For a teenager, getting a driver’s license is a rite of passage, opening the door to free travel. For their parents, it’s a time worrying about their kids getting in accidents. Tensions may run high with this battle between your worries and your teen’s freedom, but these tips can help you get your son or daughter through the learning process without causing each other harm.

1. Find Out What It Takes to Get a License

The requirements for getting a license have changed a lot in the past few years to address the high accident rates of teen drivers, especially here in Wisconsin: the most recent revisions to driving law were made when a study found our state led the nation in teen driving deaths. You should check out the DMV’s website for full details on getting a license, but let’s go over a few details that may take you by surprise:

The student driver must pass a Driver’s Ed course. These courses are taught at most high schools, and there are some private options as well. He or she needs to be enrolled in one of these courses before getting a permit.

The student needs to log 30 hours behind the wheel separate from the Driver’s Ed course, of which 10 hours must be at night. These hours are logged on the Wisconsin Graduated Driver Licensing Supervised Driving Log (Form HS-303). The person instructing the student needs to be a parent, guardian or spouse who is at least 19 years old, and any other passengers must be immediate family members. Alternatively, any adult at least 21 years old with written permission from a parent or guardian can instruct the student, but no other passengers are allowed.

Your teenager needs to have the permit for at least 6 months and have no moving violations for 6 months before they can apply for a probationary driver’s license. Despite the name, it’s basically a regular driver’s license with a few temporary restrictions on when your teen can drive and who can be in the car. They can finally get a regular license at 18.

The written test hasn’t changed much, but now the Wisconsin DMV offers practice test apps for iOS and Android to help your teen study.

2. There’s a Lot to Learn in an Empty Parking Lot

A parking lot is an obvious place to start when getting your teen familiar with driving, but there’s a lot more to do after taking the first few steps when learning how to drive.

When you’ve driven for a while, you get a feeling for the limits of your vehicle. However, a new driver has no such experience. Have your student driver go around in circles, gently increasing the amount of throttle until the tires lose traction. If you have the chance, do it again in rainy and snowy weather so your child will have a chance to get a feel for slick surfaces without the dangers of plowing into an obstacle.

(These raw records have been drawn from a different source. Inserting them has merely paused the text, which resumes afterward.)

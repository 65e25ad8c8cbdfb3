//! OpenAI client configuration with sensible defaults.

use async_openai::{config::OpenAIConfig, Client};
use std::time::Duration;

/// Default timeout for OpenAI API requests (2 minutes).
const DEFAULT_TIMEOUT_SECS: u64 = 120;

/// Create an OpenAI client with configured timeout.
pub fn create_client() -> Client<OpenAIConfig> {
    create_client_with_timeout(Duration::from_secs(DEFAULT_TIMEOUT_SECS))
}

/// Create an OpenAI client with a custom timeout.
pub fn create_client_with_timeout(timeout: Duration) -> Client<OpenAIConfig> {
    let http_client = reqwest::Client::builder()
        .timeout(timeout)
        .build()
        .expect("Failed to create HTTP client");

    Client::with_config(OpenAIConfig::default()).with_http_client(http_client)
}
//! OpenAI embeddings implementation.

use super::Embedder;
use crate::error::{PensumError, Result};
use crate::openai::create_client;
use async_openai::types::{CreateEmbeddingRequestArgs, EmbeddingInput};
use async_trait::async_trait;
use tracing::{debug, instrument};

/// OpenAI-based embedder.
pub struct OpenAIEmbedder {
    client: async_openai::Client<async_openai::config::OpenAIConfig>,
    model: String,
    dimensions: usize,
}

impl OpenAIEmbedder {
    /// Create a new OpenAI embedder with default settings.
    pub fn new() -> Self {
        Self::with_config("text-embedding-3-small", 1536)
    }

    /// Create a new OpenAI embedder with custom model and dimensions.
    pub fn with_config(model: &str, dimensions: usize) -> Self {
        Self {
            client: create_client(),
            model: model.to_string(),
            dimensions,
        }
    }
}

impl Default for OpenAIEmbedder {
    fn default() -> Self {
        Self::new()
    }
}

#[async_trait]
impl Embedder for OpenAIEmbedder {
    #[instrument(skip(self, text))]
    async fn embed(&self, text: &str) -> Result<Vec<f32>> {
        let embeddings = self.embed_batch(&[text.to_string()]).await?;
        embeddings
            .into_iter()
            .next()
            .ok_or_else(|| PensumError::Embedding("Empty embedding response".to_string()))
    }

    #[instrument(skip(self, texts), fields(count = texts.len()))]
    async fn embed_batch(&self, texts: &[String]) -> Result<Vec<Vec<f32>>> {
        if texts.is_empty() {
            return Ok(Vec::new());
        }

        debug!("Generating embeddings for {} texts", texts.len());

        // OpenAI has a limit on batch size, process in chunks
        const BATCH_SIZE: usize = 100;
        let mut all_embeddings = Vec::with_capacity(texts.len());

        for chunk in texts.chunks(BATCH_SIZE) {
            let request = CreateEmbeddingRequestArgs::default()
                .model(&self.model)
                .input(EmbeddingInput::StringArray(chunk.to_vec()))
                .dimensions(self.dimensions as u32)
                .build()
                .map_err(|e| PensumError::Embedding(format!("Failed to build request: {}", e)))?;

            let response = self
                .client
                .embeddings()
                .create(request)
                .await
                .map_err(|e| PensumError::OpenAI(format!("Embedding API error: {}", e)))?;

            // Sort by index to ensure correct order
            let mut embeddings: Vec<_> = response.data.into_iter().collect();
            embeddings.sort_by_key(|e| e.index);

            all_embeddings.extend(embeddings.into_iter().map(|e| e.embedding));
        }

        debug!("Generated {} embeddings", all_embeddings.len());
        Ok(all_embeddings)
    }

    fn dimensions(&self) -> usize {
        self.dimensions
    }
}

Need to work on parallel parking? Place some cones to create a 20 x 15-foot space: this is approximately the minimum size parking space you’ll encounter in the U.S. This will give your teen a chance to maneuver in tight spaces without the risk of hitting cars.

3. Start Slow

As an experienced driver, you probably think the easiest driving is on Interstates because of the lack of intersections. However, the increased speed is a major problem for new drivers who aren’t used to handling a fast moving vehicle, so it’s actually easier for them to deal with low-speed traffic around neighborhoods. Although it may sound counter-intuitive, it’s best to save high-speed driving for when they’re comfortable getting around town.

4. Stay Calm and Positive

It may be difficult to stay calm sitting in a flying two-ton chunk of metal piloted by an inexperienced operator, but you can keep your nerves and your child’s in check with the right approach.

  • Have an idea of what you want to accomplish and where you want to go, and inform your student before the lesson. If they know what’s going to happen ahead of time, they don’t have to worry about surprises.
  • Prompt your teen to take the correct action instead of chastising them. For example, instead of saying “You’re going too fast!” ask your teen what the speed limit is. By letting them correct errors, they will be more aware of problems when they drive in the future.
  • Keep driving sessions short, starting with a maximum of a half hour at first, with sessions lasting no more than an hour or so once your teen is confident behind the wheel.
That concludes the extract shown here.